Temporal-Spatial Tubelet Embedding for Cloud-Robust MSI Reconstruction using MSI-SAR Fusion: A Multi-Head Self-Attention Video Vision Transformer Approach
Yiqun Wang, Lujun Li, Meiru Yue, Radu State
TL;DR
The paper tackles cloud-induced data gaps in time-series multispectral imagery by introducing a ViViT-based framework that uses temporal-spatial tubelet embeddings with a constrained temporal span (t=2) to preserve local spectral dynamics. It fuses MSI with SAR data to achieve all-weather reconstruction and employs a three-component architecture (3D tubelet embedding, joint-temporal-spatial MHSA, and linear patch decoding) optimized with a multi-scale MSE+SAM loss.

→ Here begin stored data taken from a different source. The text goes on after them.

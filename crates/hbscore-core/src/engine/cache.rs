use crate::core::models::ids::ResidueId;
use crate::core::models::residue::Residue;
use crate::core::trie::hbond::HBondTrie;
use slotmap::SecondaryMap;
use std::collections::HashMap;
use std::sync::Arc;

/// Per-residue data frozen when minimization starts.
///
/// Backbone groups claimed by a backbone/backbone bond at that point stay
/// unavailable for sidechain bonds for the whole trajectory.
#[derive(Debug, Clone, PartialEq, Eq)]
pub struct HBondResidueMinData {
    pub natoms: usize,
    pub nneighbors: usize,
    pub bb_don_avail: bool,
    pub bb_acc_avail: bool,
}

impl HBondResidueMinData {
    pub fn new(residue: &Residue, nneighbors: usize, don_claimed: bool, acc_claimed: bool) -> Self {
        // Only protein backbone groups take part in the exclusion rule.
        let protein = residue.is_protein();
        Self {
            natoms: residue.atoms().len(),
            nneighbors,
            bb_don_avail: !(protein && don_claimed),
            bb_acc_avail: !(protein && acc_claimed),
        }
    }
}

/// The two residue records of a minimized pair.
#[derive(Debug, Clone, PartialEq, Eq)]
pub struct HBondResPairMinData {
    pub res1: Arc<HBondResidueMinData>,
    pub res2: Arc<HBondResidueMinData>,
}

impl HBondResPairMinData {
    /// Records of the donor and acceptor side, given which residue donates.
    #[inline]
    pub fn oriented(&self, res1_donates: bool) -> (&HBondResidueMinData, &HBondResidueMinData) {
        if res1_donates {
            (&self.res1, &self.res2)
        } else {
            (&self.res2, &self.res1)
        }
    }
}

/// Owner of the minimization records of one trajectory.
#[derive(Debug, Default, Clone)]
pub struct MinimizationCache {
    residues: SecondaryMap<ResidueId, Arc<HBondResidueMinData>>,
    pairs: HashMap<(ResidueId, ResidueId), HBondResPairMinData>,
}

impl MinimizationCache {
    pub fn new() -> Self {
        Self::default()
    }

    /// Stores the record of a residue.
    ///
    /// An existing record only has its atom count refreshed; the frozen
    /// availability flags and neighbor count are kept.
    pub fn insert_residue(
        &mut self,
        residue_id: ResidueId,
        data: HBondResidueMinData,
    ) -> Arc<HBondResidueMinData> {
        match self.residues.get_mut(residue_id) {
            Some(existing) => {
                Arc::make_mut(existing).natoms = data.natoms;
                Arc::clone(existing)
            }
            None => {
                let data = Arc::new(data);
                self.residues.insert(residue_id, Arc::clone(&data));
                data
            }
        }
    }

    pub fn residue(&self, residue_id: ResidueId) -> Option<&Arc<HBondResidueMinData>> {
        self.residues.get(residue_id)
    }

    /// Links the records of two residues, which must already be cached.
    pub fn insert_pair(&mut self, id1: ResidueId, id2: ResidueId) -> Option<&HBondResPairMinData> {
        let res1 = Arc::clone(self.residues.get(id1)?);
        let res2 = Arc::clone(self.residues.get(id2)?);
        self.pairs.insert((id1, id2), HBondResPairMinData { res1, res2 });
        self.pairs.get(&(id1, id2))
    }

    pub fn pair(&self, id1: ResidueId, id2: ResidueId) -> Option<&HBondResPairMinData> {
        self.pairs.get(&(id1, id2))
    }

    pub fn num_residues(&self) -> usize {
        self.residues.len()
    }

    pub fn num_pairs(&self) -> usize {
        self.pairs.len()
    }
}

/// One background trie per sequence position, built for packing.
#[derive(Debug, Default, Clone)]
pub struct TrieCollection {
    tries: Vec<Option<Arc<HBondTrie>>>,
}

impl TrieCollection {
    pub fn with_capacity(total_residue: usize) -> Self {
        Self {
            tries: vec![None; total_residue],
        }
    }

    pub fn get(&self, seqpos: usize) -> Option<&Arc<HBondTrie>> {
        self.tries.get(seqpos)?.as_ref()
    }

    pub fn set(&mut self, seqpos: usize, trie: Arc<HBondTrie>) {
        if seqpos >= self.tries.len() {
            self.tries.resize(seqpos + 1, None);
        }
        self.tries[seqpos] = Some(trie);
    }

    pub fn len(&self) -> usize {
        self.tries.len()
    }

    pub fn is_empty(&self) -> bool {
        self.tries.is_empty()
    }
}

#[cfg(test)]
mod tests {
    use super::*;
    use crate::engine::test_utils::backbone_pair;

    #[test]
    fn claimed_groups_are_unavailable_only_on_proteins() {
        let fixture = backbone_pair(0, true, false);
        let donor = fixture.system.residue(fixture.donor).unwrap();
        let data = HBondResidueMinData::new(donor, 3, true, false);
        assert_eq!(data.natoms, donor.atoms().len());
        assert_eq!(data.nneighbors, 3);
        assert!(!data.bb_don_avail);
        assert!(data.bb_acc_avail);
    }

    #[test]
    fn reinserting_a_residue_keeps_frozen_flags() {
        let fixture = backbone_pair(0, true, false);
        let donor = fixture.system.residue(fixture.donor).unwrap();
        let mut cache = MinimizationCache::new();
        cache.insert_residue(fixture.donor, HBondResidueMinData::new(donor, 2, true, true));
        let refreshed = cache.insert_residue(
            fixture.donor,
            HBondResidueMinData {
                natoms: 42,
                nneighbors: 9,
                bb_don_avail: true,
                bb_acc_avail: true,
            },
        );
        assert_eq!(refreshed.natoms, 42);
        assert_eq!(refreshed.nneighbors, 2);
        assert!(!refreshed.bb_don_avail);
        assert_eq!(cache.num_residues(), 1);
    }

    #[test]
    fn pair_records_share_residue_records() {
        let fixture = backbone_pair(0, true, false);
        let system = &fixture.system;
        let mut cache = MinimizationCache::new();
        assert!(cache.insert_pair(fixture.donor, fixture.acceptor).is_none());

        for id in [fixture.donor, fixture.acceptor] {
            let residue = system.residue(id).unwrap();
            cache.insert_residue(id, HBondResidueMinData::new(residue, 2, false, false));
        }
        let pair = cache.insert_pair(fixture.donor, fixture.acceptor).unwrap().clone();
        assert!(Arc::ptr_eq(&pair.res1, cache.residue(fixture.donor).unwrap()));
        let (don, acc) = pair.oriented(false);
        assert!(std::ptr::eq(don, pair.res2.as_ref()));
        assert!(std::ptr::eq(acc, pair.res1.as_ref()));
        assert_eq!(cache.num_pairs(), 1);
    }

    #[test]
    fn trie_collection_grows_on_demand() {
        let mut tries = TrieCollection::with_capacity(1);
        assert!(tries.get(0).is_none());
        assert!(tries.get(5).is_none());
        tries.set(3, Arc::new(HBondTrie::build(Vec::new())));
        assert_eq!(tries.len(), 4);
        assert!(tries.get(3).is_some());
    }
}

On Traill County data, the proposed SMTS-ViViT approach consistently outperforms MSI-only and standard SAR-MSI baselines across MSE, SAM, PSNR, and SSIM, with SAR fusion yielding notable gains especially under higher cloud cover. The work demonstrates a practical, robust strategy for agricultural monitoring under cloudy conditions and lays groundwork for flexible cross-temporal analysis with all-weather fusion.
Abstract
Cloud cover in multispectral imagery (MSI) significantly hinders early-season crop mapping by corrupting spectral information. Existing Vision Transformer(ViT)-based time-series reconstruction methods, like SMTS-ViT, often employ coarse temporal embeddings that aggregate entire sequences, causing substantial information loss and reducing reconstruction accuracy. To address these limitations, a Video Vision Transformer (ViViT)-based framework with temporal-spatial fusion embedding for MSI reconstruction in cloud-covered regions is proposed in this study. Non-overlapping tubelets are extracted via 3D convolution with constrained temporal span $(t=2)$, ensuring local temporal coherence while reducing cross-day information degradation. Both MSI-only and SAR-MSI fusion scenarios are considered during the experiments. Comprehensive experiments on 2020 Traill County data demonstrate notable performance improvements: MTS-ViViT achieves a 2.23\% reduction in MSE compared to the MTS-ViT baseline, while SMTS-ViViT achieves a 10.33\% improvement with SAR integration over the SMTS-ViT baseline. The proposed framework effectively enhances spectral reconstruction quality for robust agricultural monitoring.